Oltre alla riduzione numerica ed all’invecchiamento del personale, da anni l’ASReM, piuttosto che tenere i concorsi per la nomina dei primari, preferisce affidare la gestione dei reparti “temporaneamente” a dei facenti funzione. Il mancato riconoscimento dello status di primario indebolisce il facente funzione verso i suoi collaboratori ed ancor più verso i superiori gerarchici, che possono sostituirlo ad nutum. La carenza di personale ha portato ad un crescente ricorso alle “prestazioni aggiuntive” (straordinari), che hanno generato stanchezza e sfiducia negli operatori sanitari, oltre che sovracosti. Non è un caso se il SSR del Molise, che ora vorrebbe incrementare i medici disponibili, ha indetto numerosi concorsi che sono andati deserti.

Oltre ai tagli dissennati al personale ed alle strutture, quali fattori hanno concorso alla débâcle del SSR del Molise?

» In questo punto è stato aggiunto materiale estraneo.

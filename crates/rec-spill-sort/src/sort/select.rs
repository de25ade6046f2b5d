/// Which sort path a job will take.
#[derive(Clone, Copy, Debug, Eq, PartialEq)]
pub enum EngineKind {
    InMemory,
    External,
}

impl EngineKind {
    pub fn name(&self) -> &'static str {
        match self {
            EngineKind::InMemory => "in-memory",
            EngineKind::External => "external",
        }
    }
}

/// Routes a sort by comparing the caller's estimate of the encoded input
/// size against the configured threshold. The estimate approximates encoded
/// bytes, not the decoded in-memory footprint, so the threshold is a routing
/// heuristic rather than a memory bound.
pub fn select_engine(estimated_input_bytes: u64, in_memory_threshold_bytes: u64) -> EngineKind {
    if estimated_input_bytes <= in_memory_threshold_bytes {
        EngineKind::InMemory
    } else {
        EngineKind::External
    }
}

#[cfg(test)]
mod tests {
    use super::*;

    #[test]
    fn estimates_at_or_below_threshold_stay_in_memory() {
        assert_eq!(select_engine(0, 1024), EngineKind::InMemory);
        assert_eq!(select_engine(1023, 1024), EngineKind::InMemory);
        assert_eq!(select_engine(1024, 1024), EngineKind::InMemory);
    }

    #[test]
    fn estimates_above_threshold_go_external() {
        assert_eq!(select_engine(1025, 1024), EngineKind::External);
        assert_eq!(select_engine(u64::MAX, 1024), EngineKind::External);
    }

    #[test]
    fn zero_threshold_only_keeps_empty_inputs_in_memory() {
        assert_eq!(select_engine(0, 0), EngineKind::InMemory);
        assert_eq!(select_engine(1, 0), EngineKind::External);
    }

    #[test]
    fn engine_kind_names_are_stable() {
        assert_eq!(EngineKind::InMemory.name(), "in-memory");
        assert_eq!(EngineKind::External.name(), "external");
    }
}
use crate::constants::*;
use anyhow::{anyhow, Result};
use chrono::Datelike;
use clap::{ArgAction, Parser, Subcommand};
use env_logger::fmt::Color;
use log::{Level, LevelFilter};
use once_cell::sync::Lazy;
use rec_spill_sort::{DEFAULT_IN_MEMORY_THRESHOLD_BYTES, DEFAULT_RUN_SIZE};
use std::{
    io::Write,
    path::{Path, PathBuf},
};

/// Full version string including the crate version and git description.
///
/// This version string is used in the command-line interface to provide detailed version information.
/// It includes the crate version from Cargo.toml and additional build information such as the git commit hash.
/// # Examples
/// * `0.1.0-1ba958a-dirty` - while on a dirty branch
/// * `0.1.0-1ba958a` - with a fresh commit
pub static FULL_VERSION: Lazy<String> = Lazy::new(|| {
    let git_describe = env!("VERGEN_GIT_DESCRIBE");
    if git_describe.is_empty() {
        env!("CARGO_PKG_VERSION").to_string()
    } else {
        format!("{}-{}", env!("CARGO_PKG_VERSION"), git_describe)
    }
});

#[derive(Parser, Debug)]
#[command(name="sortx",
          version=&**FULL_VERSION,
          about="Sorts and chunks record files of any size",
          long_about = None,
          after_help = format!("Copyright (C) {}     sortx contributors.
          Distributed under the BSD 3-Clause License; see LICENSE.md.", chrono::Utc::now().year()),
          help_template = "{name} {version}{about-section}\n{usage-heading}\n    {usage}\n\n{all-args}{after-help}",
          )]
pub struct Cli {
    #[command(subcommand)]
    pub command: Command,

    /// Specify multiple times to increase verbosity level (e.g., -vv for more verbosity)
    #[arg(
        short = 'v',
        long = "verbose",
        action = ArgAction::Count,
        global = true
    )]
    pub verbosity: u8,
}

#[derive(Subcommand, Debug)]
pub enum Command {
    /// Sort the records of a file
    Sort(SortArgs),
    /// Split the records of a file into bounded chunk files
    Chunk(ChunkArgs),
}

impl Command {
    pub fn name(&self) -> &'static str {
        match self {
            Command::Sort(_) => "sort",
            Command::Chunk(_) => "chunk",
        }
    }
}

#[derive(Parser, Debug, Clone)]
#[command(arg_required_else_help(true))]
pub struct SortArgs {
    /// Input file to sort
    #[arg(
        short = 'i',
        long = "input",
        value_name = "FILE",
        value_parser = check_file_exists
    )]
    pub input: PathBuf,

    /// Write output to a file [default: standard output]
    #[arg(
        short = 'o',
        long = "output",
        value_name = "FILE",
        value_parser = check_prefix_path,
        conflicts_with = "in_place"
    )]
    pub output: Option<PathBuf>,

    /// Replace the input file with its sorted contents
    #[arg(long = "in-place")]
    pub in_place: bool,

    /// Drop duplicate records, keeping one representative per set of equals
    #[arg(short = 'u', long = "unique")]
    pub unique: bool,

    /// Sort in descending order
    #[arg(short = 'r', long = "reverse")]
    pub reverse: bool,

    /// Records held in memory per spilled run when sorting externally
    #[arg(
        help_heading = "Advanced",
        long = "run-size",
        value_name = "N",
        default_value_t = DEFAULT_RUN_SIZE,
        value_parser = run_size_in_range
    )]
    pub run_size: usize,

    /// Inputs at or below this many bytes are sorted entirely in memory
    #[arg(
        help_heading = "Advanced",
        long = "max-mem",
        value_name = "BYTES",
        default_value_t = DEFAULT_IN_MEMORY_THRESHOLD_BYTES
    )]
    pub max_mem: u64,

    /// Directory to hold spill runs [default: system temp directory]
    #[arg(
        help_heading = "Advanced",
        long = "tmp-dir",
        value_name = "DIR",
        value_parser = check_dir_exists
    )]
    pub tmp_dir: Option<PathBuf>,

    /// Sort externally even when the input would fit in memory
    #[arg(help_heading = "Advanced", long = "force-external")]
    pub force_external: bool,
}

#[derive(Parser, Debug, Clone)]
#[command(arg_required_else_help(true))]
pub struct ChunkArgs {
    /// Input file to chunk
    #[arg(
        short = 'i',
        long = "input",
        value_name = "FILE",
        value_parser = check_file_exists
    )]
    pub input: PathBuf,

    /// Directory to write chunk files into (created if missing)
    #[arg(short = 'O', long = "output-dir", value_name = "DIR")]
    pub output_dir: PathBuf,

    /// Maximum records per chunk
    #[arg(
        short = 'n',
        long = "max-records",
        value_name = "N",
        value_parser = max_records_in_range
    )]
    pub max_records: usize,

    /// 1-based field holding the group key; omit to split without grouping
    #[arg(
        short = 'k',
        long = "key-field",
        value_name = "FIELD",
        value_parser = key_field_in_range
    )]
    pub key_field: Option<usize>,

    /// Field delimiter used with --key-field
    #[arg(
        short = 'd',
        long = "delimiter",
        value_name = "CHAR",
        default_value_t = DEFAULT_KEY_DELIMITER,
        value_parser = delimiter_in_range
    )]
    pub delimiter: char,

    /// Keep input order and treat consecutive equal keys as the groups
    #[arg(long = "grouped", requires = "key_field")]
    pub grouped: bool,

    /// Filename prefix for chunk files
    #[arg(
        long = "prefix",
        value_name = "PREFIX",
        default_value = DEFAULT_CHUNK_PREFIX
    )]
    pub prefix: String,
}

/// Initializes the verbosity level for logging based on the command-line arguments.
///
/// Sets up the logger with a specific verbosity level that is determined
/// by the number of occurrences of the `-v` or `--verbose` flag in the command-line arguments.
///
/// # Arguments
///
/// * `args` - A reference to the parsed command-line arguments.
pub fn init_verbose(args: &Cli) {
    let filter_level: LevelFilter = match args.verbosity {
        0 => LevelFilter::Info,
        1 => LevelFilter::Debug,
        _ => LevelFilter::Trace,
    };

    env_logger::Builder::from_default_env()
        .format(|buf, record| {
            let level = record.level();
            let mut style = buf.style();
            match record.level() {
                Level::Error => style.set_color(Color::Red),
                Level::Warn => style.set_color(Color::Yellow),
                Level::Info => style.set_color(Color::Green),
                Level::Debug => style.set_color(Color::Blue),
                Level::Trace => style.set_color(Color::Cyan),
            };

            writeln!(
                buf,
                "{} [{}] {} - {}",
                chrono::Local::now().format("%Y-%m-%d %H:%M:%S"),
                style.value(level),
                record.module_path().unwrap_or("unknown_module"),
                record.args()
            )
        })
        .filter_level(filter_level)
        .init();
}

/// Checks if the provided file path exists.
///
/// Validates that the file path provided as an argument exists in the file system.
/// It is used to ensure that the file paths provided for input files are valid before attempting to process them.
///
/// # Arguments
///
/// * `s` - A string slice representing the file path to check.
///
/// # Returns
///
/// Returns a `Result<PathBuf>` which is Ok if the file exists, or an Err with a descriptive message if not.
fn check_file_exists(s: &str) -> Result<PathBuf> {
    let path = Path::new(s);
    if !path.exists() {
        return Err(anyhow!("File does not exist: {}", path.display()));
    }
    Ok(path.to_path_buf())
}

fn check_dir_exists(s: &str) -> Result<PathBuf> {
    let path = Path::new(s);
    if !path.is_dir() {
        return Err(anyhow!("Directory does not exist: {}", path.display()));
    }
    Ok(path.to_path_buf())
}

fn check_prefix_path(s: &str) -> Result<PathBuf> {
    let path = Path::new(s);
    if let Some(parent_dir) = path.parent() {
        if !parent_dir.as_os_str().is_empty() && !parent_dir.exists() {
            return Err(anyhow!("Path does not exist: {}", parent_dir.display()));
        }
    }
    Ok(path.to_path_buf())
}

fn run_size_in_range(s: &str) -> Result<usize> {
    let run_size: usize = s
        .parse::<usize>()
        .map_err(|_| anyhow!("`{}` is not a valid run size", s))?;
    if run_size == 0 {
        return Err(anyhow!("Run size must be >= 1"));
    }
    Ok(run_size)
}

fn max_records_in_range(s: &str) -> Result<usize> {
    let max_records: usize = s
        .parse::<usize>()
        .map_err(|_| anyhow!("`{}` is not a valid record count", s))?;
    if max_records == 0 {
        return Err(anyhow!("Maximum records per chunk must be >= 1"));
    }
    Ok(max_records)
}

fn key_field_in_range(s: &str) -> Result<usize> {
    let key_field: usize = s
        .parse::<usize>()
        .map_err(|_| anyhow!("`{}` is not a valid field number", s))?;
    if key_field == 0 {
        return Err(anyhow!("Key field numbering starts at 1"));
    }
    Ok(key_field)
}

fn delimiter_in_range(s: &str) -> Result<char> {
    let mut chars = s.chars();
    match (chars.next(), chars.next()) {
        (Some(delimiter), None) if delimiter.is_ascii() => Ok(delimiter),
        _ => Err(anyhow!("Delimiter must be a single ASCII character")),
    }
}
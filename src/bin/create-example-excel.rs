use tracing_subscriber::EnvFilter;

fn main() {
    tracing_subscriber::fmt()
        .with_env_filter(
            EnvFilter::try_from_default_env().unwrap_or_else(|_| EnvFilter::new("warn")),
        )
        .with_writer(std::io::stderr)
        .init();

    if let Err(err) = xltemplate::run() {
        eprintln!("生成示例模板时出错: {err:#}");
        std::process::exit(1);
    }
}
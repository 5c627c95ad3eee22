use std::fmt;
use std::path::{Path, PathBuf};

use crate::layout::TemplateLayout;

/// Endpoints of the document service that consume the template.
pub const NEXT_STEPS: [&str; 2] = [
    "POST /api/documents/fill-excel",
    "POST /api/documents/verify-excel",
];

#[derive(Debug, Clone, PartialEq, Eq)]
pub struct NamedRangeLine {
    pub name: String,
    pub target: String,
    pub description: String,
}

/// Summary printed after the template is saved.
#[derive(Debug, Clone, PartialEq, Eq)]
pub struct Report {
    pub path: PathBuf,
    pub ranges: Vec<NamedRangeLine>,
}

impl Report {
    pub fn new(path: &Path, layout: &TemplateLayout) -> Self {
        let ranges = layout
            .named_ranges()
            .iter()
            .map(|range| NamedRangeLine {
                name: range.name.clone(),
                target: range.target.target.to_string(),
                description: range.description.clone(),
            })
            .collect();
        Report {
            path: path.to_path_buf(),
            ranges,
        }
    }

    pub fn lines(&self) -> Vec<String> {
        let mut lines = vec![format!("✓ Created: {}", self.path.display())];
        for range in &self.ranges {
            lines.push(format!(
                "  - Named range '{}' -> {} ({})",
                range.name, range.target, range.description
            ));
        }
        lines.push(String::new());
        lines.push("Next: call the API endpoints:".to_string());
        for (i, endpoint) in NEXT_STEPS.iter().enumerate() {
            lines.push(format!("  {}. {endpoint}", i + 1));
        }
        lines
    }
}

impl fmt::Display for Report {
    fn fmt(&self, f: &mut fmt::Formatter<'_>) -> fmt::Result {
        for line in self.lines() {
            writeln!(f, "{line}")?;
        }
        Ok(())
    }
}
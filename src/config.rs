use std::path::{Path, PathBuf};

/// Where the example template lands, relative to the base directory.
pub const TEMPLATE_PATH: &str = "config-repo/common-templates/templates/example.xlsx";

#[derive(Debug, Clone, PartialEq, Eq)]
pub struct OutputConfig {
    pub base_dir: PathBuf,
    pub relative_path: PathBuf,
}

impl Default for OutputConfig {
    fn default() -> Self {
        OutputConfig::in_dir(".")
    }
}

impl OutputConfig {
    pub fn in_dir(base_dir: impl AsRef<Path>) -> Self {
        OutputConfig {
            base_dir: base_dir.as_ref().to_path_buf(),
            relative_path: PathBuf::from(TEMPLATE_PATH),
        }
    }

    pub fn output_path(&self) -> PathBuf {
        self.base_dir.join(&self.relative_path)
    }
}
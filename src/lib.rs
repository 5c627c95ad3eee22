//! Generates the example xlsx template used by the document service: a
//! header row, `${...}` placeholders and named ranges for the fill step.

pub mod address;
pub mod config;
pub mod layout;
pub mod report;
pub mod writer;

use anyhow::{Context, Result};
use tracing::debug;

pub use config::OutputConfig;
pub use report::Report;

/// Builds the example layout and writes it under `config`.
pub fn generate(config: &OutputConfig) -> Result<Report> {
    let layout = layout::example().context("无法构建模板布局")?;
    let path = config.output_path();
    debug!(path = %path.display(), "writing example template");
    writer::write_layout(&layout, &path)?;
    Ok(Report::new(&path, &layout))
}

pub fn run() -> Result<()> {
    let report = generate(&OutputConfig::default())?;
    print!("{report}");
    Ok(())
}
use std::fs;
use std::path::Path;

use anyhow::{Context, Result, anyhow};
use tracing::{debug, info};
use umya_spreadsheet::Spreadsheet;
use umya_spreadsheet::structs::PatternValues;

use crate::address::column_name;
use crate::layout::{CellStyle, Fill, TemplateLayout};

fn to_umya_style(style: &CellStyle) -> umya_spreadsheet::Style {
    let mut out = umya_spreadsheet::Style::default();
    if style.bold {
        out.get_font_mut().set_bold(true);
    }
    if let Some(Fill::Solid { argb }) = &style.fill {
        let pattern = out.get_fill_mut().get_pattern_fill_mut();
        pattern.set_pattern_type(PatternValues::Solid);
        pattern.get_foreground_color_mut().set_argb(argb);
        pattern.get_background_color_mut().set_argb(argb);
    }
    out
}

/// Builds the workbook for `layout`: one sheet, its cells and styles,
/// column widths and the named ranges as absolute sheet-qualified formulas.
pub fn render(layout: &TemplateLayout) -> Result<Spreadsheet> {
    let mut book = umya_spreadsheet::new_file();
    let sheet = book
        .get_sheet_mut(&0)
        .ok_or_else(|| anyhow!("新建工作簿中没有工作表"))?;
    if sheet.get_name() != layout.sheet_name() {
        sheet.set_name(layout.sheet_name());
    }

    for (cell_ref, content) in layout.cells() {
        let addr = cell_ref.to_string();
        let cell = sheet.get_cell_mut(addr.as_str());
        cell.set_value(content.value());
        if let Some(style) = content.style() {
            cell.set_style(to_umya_style(style));
        }
        debug!(cell = %addr, value = %content.value(), "cell written");
    }

    for (col, width) in layout.column_widths() {
        let letters = column_name(col);
        sheet
            .get_column_dimension_mut(letters.as_str())
            .set_width(width);
    }

    for range in layout.named_ranges() {
        let formula = range.target.formula();
        sheet
            .add_defined_name(range.name.as_str(), formula.as_str())
            .map_err(|e| anyhow!("无法添加命名区域 {} -> {formula}: {e}", range.name))?;
        debug!(name = %range.name, %formula, "named range registered");
    }

    Ok(book)
}

/// Creates the parent directory chain of `path`; fine if it already exists.
pub fn ensure_parent_dir(path: &Path) -> Result<()> {
    match path.parent() {
        Some(dir) if !dir.as_os_str().is_empty() => fs::create_dir_all(dir)
            .with_context(|| format!("无法创建目录: {}", dir.display())),
        _ => Ok(()),
    }
}

/// Renders `layout` and writes it to `path`, replacing any existing file.
pub fn write_layout(layout: &TemplateLayout, path: &Path) -> Result<()> {
    ensure_parent_dir(path)?;
    let book = render(layout)?;
    umya_spreadsheet::writer::xlsx::write(&book, path)
        .with_context(|| format!("无法保存文件: {}", path.display()))?;
    info!(path = %path.display(), "template written");
    Ok(())
}
//! In-memory model of a template sheet: cell contents, named ranges and
//! column widths. Nothing here touches the xlsx format; see [`crate::writer`].

use std::collections::BTreeMap;

use thiserror::Error;
use tracing::{debug, warn};

use crate::address::{AddressError, Area, CellRef, SheetTarget, Target, column_index};

pub const SHEET_NAME: &str = "Sheet1";

/// Fill colour of the item table header. Lowercase so umya keeps it as `rgb`
/// instead of folding it into an indexed palette entry.
pub const TABLE_HEADER_ARGB: &str = "ffcccccc";

#[derive(Debug, Error, PartialEq)]
pub enum LayoutError {
    #[error(transparent)]
    Address(#[from] AddressError),
    #[error("named range {name:?} points at sheet {sheet:?}, layout only has {expected:?}")]
    UnknownSheet {
        name: String,
        sheet: String,
        expected: String,
    },
    #[error("invalid column {0:?}")]
    InvalidColumn(String),
    #[error("invalid width {width} for column {column}")]
    InvalidWidth { column: String, width: f64 },
}

#[derive(Debug, Clone, PartialEq, Eq)]
pub enum Fill {
    Solid { argb: String },
}

#[derive(Debug, Clone, Default, PartialEq, Eq)]
pub struct CellStyle {
    pub bold: bool,
    pub fill: Option<Fill>,
}

impl CellStyle {
    pub fn bold() -> Self {
        CellStyle {
            bold: true,
            fill: None,
        }
    }

    pub fn with_solid_fill(mut self, argb: impl Into<String>) -> Self {
        self.fill = Some(Fill::Solid { argb: argb.into() });
        self
    }
}

/// A `${identifier}` marker resolved later by the template engine. The
/// identifier is not checked.
#[derive(Debug, Clone, PartialEq, Eq)]
pub struct Placeholder {
    identifier: String,
}

impl Placeholder {
    pub fn new(identifier: impl Into<String>) -> Self {
        Placeholder {
            identifier: identifier.into(),
        }
    }

    pub fn identifier(&self) -> &str {
        &self.identifier
    }

    pub fn token(&self) -> String {
        format!("${{{}}}", self.identifier)
    }
}

#[derive(Debug, Clone, PartialEq, Eq)]
pub enum CellContent {
    Text(String),
    StyledText { text: String, style: CellStyle },
    Placeholder(Placeholder),
}

impl CellContent {
    pub fn text(text: impl Into<String>) -> Self {
        CellContent::Text(text.into())
    }

    pub fn styled(text: impl Into<String>, style: CellStyle) -> Self {
        CellContent::StyledText {
            text: text.into(),
            style,
        }
    }

    pub fn placeholder(identifier: impl Into<String>) -> Self {
        CellContent::Placeholder(Placeholder::new(identifier))
    }

    /// The string stored in the cell.
    pub fn value(&self) -> String {
        match self {
            CellContent::Text(text) | CellContent::StyledText { text, .. } => text.clone(),
            CellContent::Placeholder(placeholder) => placeholder.token(),
        }
    }

    pub fn style(&self) -> Option<&CellStyle> {
        match self {
            CellContent::StyledText { style, .. } => Some(style),
            _ => None,
        }
    }
}

#[derive(Debug, Clone, PartialEq, Eq)]
pub struct NamedRange {
    pub name: String,
    pub target: SheetTarget,
    pub description: String,
}

#[derive(Debug, Clone, PartialEq)]
pub struct TemplateLayout {
    sheet: String,
    cells: BTreeMap<CellRef, CellContent>,
    names: Vec<NamedRange>,
    widths: BTreeMap<u32, f64>,
}

impl TemplateLayout {
    pub fn new(sheet: impl Into<String>) -> Self {
        TemplateLayout {
            sheet: sheet.into(),
            cells: BTreeMap::new(),
            names: Vec::new(),
            widths: BTreeMap::new(),
        }
    }

    pub fn sheet_name(&self) -> &str {
        &self.sheet
    }

    pub fn set_cell(&mut self, addr: &str, content: CellContent) -> Result<(), LayoutError> {
        let cell = CellRef::parse(addr)?;
        self.cells.insert(cell, content);
        Ok(())
    }

    pub fn cell(&self, addr: &str) -> Option<&CellContent> {
        let cell = CellRef::parse(addr).ok()?;
        self.cells.get(&cell)
    }

    /// Cells in row-major order.
    pub fn cells(&self) -> impl Iterator<Item = (&CellRef, &CellContent)> {
        self.cells.iter()
    }

    /// Registers `name`. Reusing a name replaces the earlier target and keeps
    /// its position in the list.
    pub fn define_name(
        &mut self,
        name: impl Into<String>,
        target: SheetTarget,
        description: impl Into<String>,
    ) -> Result<(), LayoutError> {
        let name = name.into();
        if target.sheet != self.sheet {
            return Err(LayoutError::UnknownSheet {
                name,
                sheet: target.sheet,
                expected: self.sheet.clone(),
            });
        }
        let range = NamedRange {
            name,
            target,
            description: description.into(),
        };
        match self.names.iter_mut().find(|n| n.name == range.name) {
            Some(existing) => {
                warn!(
                    name = %range.name,
                    old = %existing.target,
                    new = %range.target,
                    "named range redefined"
                );
                *existing = range;
            }
            None => self.names.push(range),
        }
        Ok(())
    }

    pub fn named_range(&self, name: &str) -> Option<&NamedRange> {
        self.names.iter().find(|n| n.name == name)
    }

    pub fn named_ranges(&self) -> &[NamedRange] {
        &self.names
    }

    pub fn set_column_width(&mut self, column: &str, width: f64) -> Result<(), LayoutError> {
        let index = column_index(column)
            .filter(|&i| i <= crate::address::MAX_COLUMN)
            .ok_or_else(|| LayoutError::InvalidColumn(column.to_string()))?;
        if !width.is_finite() || width <= 0.0 {
            return Err(LayoutError::InvalidWidth {
                column: column.to_string(),
                width,
            });
        }
        self.widths.insert(index, width);
        Ok(())
    }

    pub fn column_width(&self, column: &str) -> Option<f64> {
        self.widths.get(&column_index(column)?).copied()
    }

    /// `(1-based column, width)` pairs, left to right.
    pub fn column_widths(&self) -> impl Iterator<Item = (u32, f64)> + '_ {
        self.widths.iter().map(|(&col, &width)| (col, width))
    }
}

/// The example template: customer header, placeholders and an item table.
pub fn example() -> Result<TemplateLayout, LayoutError> {
    let mut layout = TemplateLayout::new(SHEET_NAME);
    write_header_cells(&mut layout)?;
    write_placeholder_cells(&mut layout)?;
    write_table_header(&mut layout)?;
    register_named_ranges(&mut layout)?;
    set_column_widths(&mut layout)?;
    debug!(
        cells = layout.cells.len(),
        names = layout.names.len(),
        "example layout built"
    );
    Ok(layout)
}

fn write_header_cells(layout: &mut TemplateLayout) -> Result<(), LayoutError> {
    layout.set_cell("A1", CellContent::styled("Customer Name", CellStyle::bold()))?;
    layout.set_cell("B1", CellContent::styled("Date", CellStyle::bold()))
}

fn write_placeholder_cells(layout: &mut TemplateLayout) -> Result<(), LayoutError> {
    layout.set_cell("A2", CellContent::placeholder("customerName"))?;
    layout.set_cell("B2", CellContent::placeholder("orderDate"))
}

fn write_table_header(layout: &mut TemplateLayout) -> Result<(), LayoutError> {
    let style = CellStyle::bold().with_solid_fill(TABLE_HEADER_ARGB);
    for (addr, title) in [("A4", "Item"), ("B4", "Qty"), ("C4", "Price")] {
        layout.set_cell(addr, CellContent::styled(title, style.clone()))?;
    }
    Ok(())
}

fn register_named_ranges(layout: &mut TemplateLayout) -> Result<(), LayoutError> {
    let single = |addr: &str| -> Result<SheetTarget, LayoutError> {
        Ok(SheetTarget::new(SHEET_NAME, CellRef::parse(addr)?))
    };

    layout.define_name(
        "customerName",
        single("A2")?,
        "FreeMarker: ${customerName}",
    )?;
    layout.define_name("orderDate", single("B2")?, "FreeMarker: ${orderDate}")?;
    layout.define_name(
        "items",
        SheetTarget::new(SHEET_NAME, Target::Area(Area::parse("A5:C10")?)),
        "table area",
    )
}

fn set_column_widths(layout: &mut TemplateLayout) -> Result<(), LayoutError> {
    layout.set_column_width("A", 15.0)?;
    layout.set_column_width("B", 15.0)?;
    layout.set_column_width("C", 12.0)
}

#[cfg(test)]
mod tests {
    use super::*;

    #[test]
    fn placeholder_token_is_opaque() {
        assert_eq!(Placeholder::new("customerName").token(), "${customerName}");
        // not validated
        assert_eq!(Placeholder::new("a b}").token(), "${a b}}");
    }

    #[test]
    fn example_cells() {
        let layout = example().unwrap();
        let value = |addr: &str| layout.cell(addr).map(CellContent::value);

        assert_eq!(layout.sheet_name(), "Sheet1");
        assert_eq!(value("A1").as_deref(), Some("Customer Name"));
        assert_eq!(value("B1").as_deref(), Some("Date"));
        assert_eq!(value("A2").as_deref(), Some("${customerName}"));
        assert_eq!(value("B2").as_deref(), Some("${orderDate}"));
        assert_eq!(value("A4").as_deref(), Some("Item"));
        assert_eq!(value("B4").as_deref(), Some("Qty"));
        assert_eq!(value("C4").as_deref(), Some("Price"));
        assert_eq!(layout.cells().count(), 7);
    }

    #[test]
    fn example_styles() {
        let layout = example().unwrap();
        let style = |addr: &str| layout.cell(addr).and_then(CellContent::style).cloned();

        assert_eq!(style("A1"), Some(CellStyle::bold()));
        assert_eq!(style("B1"), Some(CellStyle::bold()));
        assert_eq!(style("A2"), None);
        for addr in ["A4", "B4", "C4"] {
            let style = style(addr).unwrap();
            assert!(style.bold);
            assert_eq!(
                style.fill,
                Some(Fill::Solid {
                    argb: TABLE_HEADER_ARGB.to_string()
                })
            );
        }
    }

    #[test]
    fn example_named_ranges() {
        let layout = example().unwrap();
        let formulas: Vec<_> = layout
            .named_ranges()
            .iter()
            .map(|n| (n.name.as_str(), n.target.formula()))
            .collect();
        assert_eq!(
            formulas,
            [
                ("customerName", "Sheet1!$A$2".to_string()),
                ("orderDate", "Sheet1!$B$2".to_string()),
                ("items", "Sheet1!$A$5:$C$10".to_string()),
            ]
        );
    }

    #[test]
    fn example_widths() {
        let layout = example().unwrap();
        assert_eq!(layout.column_width("A"), Some(15.0));
        assert_eq!(layout.column_width("B"), Some(15.0));
        assert_eq!(layout.column_width("C"), Some(12.0));
        assert_eq!(layout.column_width("D"), None);
    }

    #[test]
    fn redefining_a_name_replaces_it_in_place() {
        let mut layout = example().unwrap();
        let moved = SheetTarget::new(SHEET_NAME, CellRef::parse("D2").unwrap());
        layout
            .define_name("customerName", moved.clone(), "moved")
            .unwrap();

        assert_eq!(layout.named_ranges().len(), 3);
        assert_eq!(layout.named_ranges()[0].name, "customerName");
        assert_eq!(layout.named_range("customerName").unwrap().target, moved);
    }

    #[test]
    fn names_must_target_the_layout_sheet() {
        let mut layout = TemplateLayout::new("Sheet1");
        let err = layout
            .define_name(
                "elsewhere",
                SheetTarget::new("Other", CellRef::parse("A1").unwrap()),
                "",
            )
            .unwrap_err();
        assert!(matches!(err, LayoutError::UnknownSheet { .. }));
        assert!(layout.named_ranges().is_empty());
    }

    #[test]
    fn rejects_bad_cells_and_widths() {
        let mut layout = TemplateLayout::new("Sheet1");
        assert!(matches!(
            layout.set_cell("A0", CellContent::text("x")),
            Err(LayoutError::Address(_))
        ));
        assert!(matches!(
            layout.set_column_width("1", 10.0),
            Err(LayoutError::InvalidColumn(_))
        ));
        assert!(matches!(
            layout.set_column_width("A", 0.0),
            Err(LayoutError::InvalidWidth { .. })
        ));
        assert!(matches!(
            layout.set_column_width("A", f64::NAN),
            Err(LayoutError::InvalidWidth { .. })
        ));
    }
}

Dal lato del finanziamento derivante dal riparto del cosiddetto fondo indistinto, che in media nazionale rappresenta circa il 95% del finanziamento effettivo dei SSR, il Molise ottiene una quota inferiore a quella che gli competerebbe. Il meccanismo attuale suddivide il fondo indistinto in base alla popolazione residente “pesata” di ciascuna regione, dove i fattori di pesatura sono «frequenza dei consumi sanitari per età e per sesso, tassi di mortalità della popolazione, indicatori relativi a particolari situazioni territoriali ritenuti utili al fine di definire i bisogni sanitari delle regioni ed indicatori epidemiologici territoriali.» (L 662/1996, art. 1, comma 34, primo periodo.). «[…] i pesi sono definiti con decreto del Ministro della salute, di concerto con il Ministro dell’economia e delle finanze, previa intesa con la Conferenza [Stato-regioni]» (DLgs 68/2011, art. 27, comma 7.). «[…] i criteri di cui all’articolo 27 del presente decreto sono rideterminati, con cadenza biennale, previa intesa in sede di Conferenza Stato-Regioni […].» (DLgs 68/2011, art. 29, comma 1.). Se confrontiamo il riparto senza pesatura con quello pesato, scopriamo che vengono premiate le regioni più “anziane” e penalizzate quelle più “giovani”. Nel 2020, la regione più favorita dalla pesatura è stata la Liguria, con il 4,2% in più rispetto al riparto non pesato, mentre la più penalizzata è stata la Campania, con il 3,5% in meno. Per il 2020 il Molise ha ottenuto un fondo indistinto di 580,1 milioni, di cui 3,2 milioni aggiuntivi sono derivati dalla pesatura, un incremento decisamente modesto se consideriamo le diseconomie esterne alle quali è soggetto il SSR del Molise in conseguenza delle difficili condizioni orografiche, non compensate da un’adeguata rete di collegamenti viari, e della polverizzazione degli insediamenti sul territorio (300.000 abitanti dispersi su 136 comuni, di cui solo tre con più di 20.000 abitanti). Appare giusta e necessaria una revisione dei criteri di pesatura, che stranamente non risulta sia stata mai rivendicata dai presidenti della regione Molise o da altri.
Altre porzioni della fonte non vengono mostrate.